Lines with "configured" in the entries below: count them and reply with the number alone.

■ ■ ■ ■

use std::collections::HashMap;

use crate::{
    media::{Media, MediaKind},
    torrent_item::TorrentItem,
    user_config::{SortOrder, UserConfig},
};

pub mod language;
pub mod max_size;
pub mod quality_exclusion;
pub mod results_per_quality;
pub mod title_exclusion;

pub use language::LanguageFilter;
pub use max_size::MaxSizeFilter;
pub use quality_exclusion::QualityExclusionFilter;
pub use results_per_quality::ResultsPerQualityFilter;
pub use title_exclusion::TitleExclusionFilter;

/// A configured predicate over a result list. Filters compose in a fixed
/// order at the end of the search pipeline and are idempotent.
pub trait Filter: Send + Sync {
    fn name(&self) -> &'static str;
    fn is_enabled(&self) -> bool {
        true
    }
    fn apply(&self, items: Vec<TorrentItem>) -> Vec<TorrentItem>;
}

/// Runs the full §filter pipeline: media matching, title matching, then the
/// configured filters in order.
pub fn filter_items(items: Vec<TorrentItem>, media: &Media, config: &UserConfig) -> Vec<TorrentItem> {
    let mut items = match media.kind {
        MediaKind::Series => filter_out_non_matching_series(
            items,
            media.season_number().unwrap_or(0),
            media.episode_number().unwrap_or(0),
        ),
        MediaKind::Movie => filter_out_non_matching_movies(items, media.year.as_deref()),
    };
    tracing::debug!("{} items after media matching", items.len());

    items = remove_non_matching_titles(items, &media.titles);
    tracing::debug!("{} items after title matching", items.len());

    let filters: Vec<Box<dyn Filter>> = vec![
        Box::new(LanguageFilter::new(config)),
        Box::new(MaxSizeFilter::new(config, media.kind)),
        Box::new(TitleExclusionFilter::new(config)),
        Box::new(QualityExclusionFilter::new(config)),
        Box::new(ResultsPerQualityFilter::new(config)),
    ];
    for filter in filters {
        if !filter.is_enabled() {
            continue;
        }
        let before = items.len();
        items = filter.apply(items);
        tracing::debug!(filter = filter.name(), before, after = items.len(), "Applied filter");
    }
    items
}

/// Series results must cover the requested episode: an exact (season,
/// episode) hit, or a season hit with no episode markers (a pack).
pub fn filter_out_non_matching_series(
    items: Vec<TorrentItem>,
    season: u32,
    episode: u32,
) -> Vec<TorrentItem> {
    items
        .into_iter()
        .filter(|item| {
            let parsed = &item.parsed_data;
            if parsed.seasons.is_empty() && parsed.episodes.is_empty() {
                return false;
            }
            if parsed.episodes.is_empty() {
                return parsed.seasons.contains(&season);
            }
            parsed.seasons.contains(&season) && parsed.episodes.contains(&episode)
        })
        .collect()
}

/// Movie results must name the release year somewhere in the raw title.
pub fn filter_out_non_matching_movies(
    items: Vec<TorrentItem>,
    year: Option<&str>,
) -> Vec<TorrentItem> {
    let Some(year) = year.filter(|y| !y.is_empty()) else {
        return items;
    };
    items
        .into_iter()
        .filter(|item| {
            item.raw_title
                .match_indices(year)
                .any(|(idx, matched)| {
                    let before = item.raw_title[..idx].chars().next_back();
                    let after = item.raw_title[idx + matched.len()..].chars().next();
                    !before.is_some_and(|c| c.is_ascii_alphanumeric())
                        && !after.is_some_and(|c| c.is_ascii_alphanumeric())
                })
        })
        .collect()
}

const TITLE_STOP_WORDS: &[&str] = &["integrale", "complete", "complet", "integral"];

fn title_words(title: &str) -> Vec<String> {
    title
        .chars()
        .map(|c| if c.is_alphanumeric() { c.to_ascii_lowercase() } else { ' ' })
        .collect::<String>()
        .split_whitespace()
        .filter(|word| !TITLE_STOP_WORDS.contains(word))
        .map(str::to_string)
        .collect()
}

fn is_ordered_subset(needle: &[String], haystack: &[String]) -> bool {
    if needle.is_empty() {
        return false;
    }
    let mut position = 0;
    for word in needle {
        match haystack[position..].iter().position(|h| h == word) {
            Some(offset) => position += offset + 1,
            None => return false,
        }
    }
    true
}

/// Accepts a parsed title when it and a media title agree in either
/// direction, or when they collapse to the same string once punctuation is
/// gone (`S.W.A.T` vs `SWAT`).
pub fn titles_match(media_title: &str, parsed_title: &str) -> bool {
    let media_words = title_words(media_title);
    let parsed_words = title_words(parsed_title);
    if is_ordered_subset(&media_words, &parsed_words)
        || is_ordered_subset(&parsed_words, &media_words)
    {
        return true;
    }
    let collapse = |words: &[String]| words.concat();
    !media_words.is_empty() && collapse(&media_words) == collapse(&parsed_words)
}

pub fn remove_non_matching_titles(items: Vec<TorrentItem>, titles: &[String]) -> Vec<TorrentItem> {
    items
        .into_iter()
        .filter(|item| {
            titles
                .iter()
                .any(|title| titles_match(title, &item.parsed_data.parsed_title))
        })
        .collect()
}

/// Merges cached and freshly searched results. Keyed by `(raw_title, size)`;
/// a collision keeps the entry with more seeders. Associative, idempotent,
/// and commutative modulo that tiebreak.
pub fn merge_items(cache_items: Vec<TorrentItem>, search_items: Vec<TorrentItem>) -> Vec<TorrentItem> {
    let mut order: Vec<(String, u64)> = Vec::new();
    let mut merged: HashMap<(String, u64), TorrentItem> = HashMap::new();
    for item in cache_items.into_iter().chain(search_items) {
        let key = (item.raw_title.clone(), item.size);
        match merged.get(&key) {
            Some(existing) if existing.seeders >= item.seeders => {}
            Some(_) => {
                merged.insert(key, item);
            }
            None => {
                order.push(key.clone());
                merged.insert(key, item);
            }
        }
    }
    order
        .into_iter()
        .map(|key| merged.remove(&key).expect("key tracked on insert"))
        .collect()
}

fn quality_rank(item: &TorrentItem) -> u32 {
    match item.parsed_data.resolution.as_deref() {
        Some("2160p") => 0,
        Some("1080p") => 1,
        Some("720p") => 2,
        Some("480p") => 3,
        _ => u32::MAX,
    }
}

/// Final result ordering. All variants are stable with respect to the input.
pub fn sort_items(items: &mut [TorrentItem], sort: SortOrder) {
    match sort {
        SortOrder::Quality => items.sort_by_key(quality_rank),
        SortOrder::SizeAsc => items.sort_by_key(|item| item.size),
        SortOrder::SizeDesc => items.sort_by_key(|item| std::cmp::Reverse(item.size)),
        SortOrder::QualityThenSize => {
            items.sort_by_key(|item| (quality_rank(item), std::cmp::Reverse(item.size)))
        }
    }
}

#[cfg(test)]
pub(crate) mod test_support {
    use crate::media::MediaKind;
    use crate::torrent_item::{Privacy, TorrentItem};

    pub fn item(raw_title: &str, size: u64, seeders: u32) -> TorrentItem {
        TorrentItem::new(
            raw_title.to_string(),
            size,
            Some(format!("{:040x}", size ^ u64::from(seeders))),
            None,
            seeders,
            "Jackett".to_string(),
            MediaKind::Movie,
            Privacy::Public,
        )
    }
}

#[cfg(test)]
mod tests {
    use super::test_support::item;
    use super::*;

    #[test]
    fn series_matching_keeps_exact_and_pack_hits() {
        let mut episode = item("Breaking.Bad.S03E07.720p", 700, 10);
        episode.kind = MediaKind::Series;
        let mut pack = item("Breaking.Bad.S03.COMPLETE.1080p", 9000, 10);
        pack.kind = MediaKind::Series;
        let mut wrong = item("Breaking.Bad.S02E07.720p", 700, 10);
        wrong.kind = MediaKind::Series;
        let mut unmarked = item("Breaking.Bad.720p", 700, 10);
        unmarked.kind = MediaKind::Series;

        let kept = filter_out_non_matching_series(vec![episode, pack, wrong, unmarked], 3, 7);
        let titles: Vec<_> = kept.iter().map(|i| i.raw_title.as_str()).collect();
        assert_eq!(
            titles,
            vec![
                "Breaking.Bad.S03E07.720p",
                "Breaking.Bad.S03.COMPLETE.1080p"
            ]
        );
    }

    #[test]
    fn movie_matching_requires_year() {
        let right = item("Inception.2010.1080p.BluRay", 8_000, 10);
        let wrong = item("Inception.2012.Parody.1080p", 8_000, 10);
        let kept = filter_out_non_matching_movies(vec![right, wrong], Some("2010"));
        assert_eq!(kept.len(), 1);
        assert_eq!(kept[0].raw_title, "Inception.2010.1080p.BluRay");
    }

    #[test]
    fn title_match_directions_and_fuzzy() {
        assert!(titles_match("Breaking Bad", "Breaking Bad"));
        // Ordered subset in either direction.
        assert!(titles_match("Dune", "Dune Part One"));
        assert!(titles_match("Dune Part One", "Dune"));
        // Stop words from season packs do not break the match.
        assert!(titles_match("The Wire", "The Wire INTEGRALE"));
        // Punctuation collapse.
        assert!(titles_match("S.W.A.T.", "SWAT"));
        // Disjoint titles stay out.
        assert!(!titles_match("Breaking Bad", "Better Call Saul"));
        assert!(!titles_match("", "Anything"));
    }

    #[test]
    fn merge_prefers_higher_seeders() {
        let low = item("Movie.2020.1080p", 1000, 3);
        let high = item("Movie.2020.1080p", 1000, 9);
        let other = item("Movie.2020.720p", 500, 1);

        let merged = merge_items(vec![low.clone()], vec![high.clone(), other.clone()]);
        assert_eq!(merged.len(), 2);
        assert_eq!(merged[0].seeders, 9);

        // Commutative as a multiset, modulo the seeders tiebreak.
        let flipped = merge_items(vec![high, other], vec![low]);
        assert_eq!(flipped.len(), 2);
        assert!(flipped.iter().any(|i| i.seeders == 9));

        // Idempotent.
        let again = merge_items(merged.clone(), merged.clone());
        assert_eq!(again.len(), merged.len());
    }

    #[test]
    fn sort_orders() {
        let mut items = vec![
            item("A.720p", 10, 0),
            item("B.2160p", 30, 0),
            item("C.1080p", 20, 0),
            item("D.NoRes", 40, 0),
        ];
        sort_items(&mut items, SortOrder::Quality);
        let resolutions: Vec<_> = items
            .iter()
            .map(|i| i.parsed_data.resolution.clone())
            .collect();
        assert_eq!(
            resolutions,
            vec![
                Some("2160p".to_string()),
                Some("1080p".to_string()),
                Some("720p".to_string()),
                None
            ]
        );

        sort_items(&mut items, SortOrder::SizeAsc);
        assert_eq!(items[0].size, 10);
        sort_items(&mut items, SortOrder::SizeDesc);
        assert_eq!(items[0].size, 40);
    }

    #[test]
    fn quality_then_size_breaks_ties_by_size() {
        let mut items = vec![
            item("A.1080p", 10, 0),
            item("B.1080p", 50, 0),
            item("C.2160p", 5, 0),
        ];
        sort_items(&mut items, SortOrder::QualityThenSize);
        let titles: Vec<_> = items.iter().map(|i| i.raw_title.as_str()).collect();
        assert_eq!(titles, vec!["C.2160p", "B.1080p", "A.1080p"]);
    }
}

■ ■ ■ ■

The completed task:
2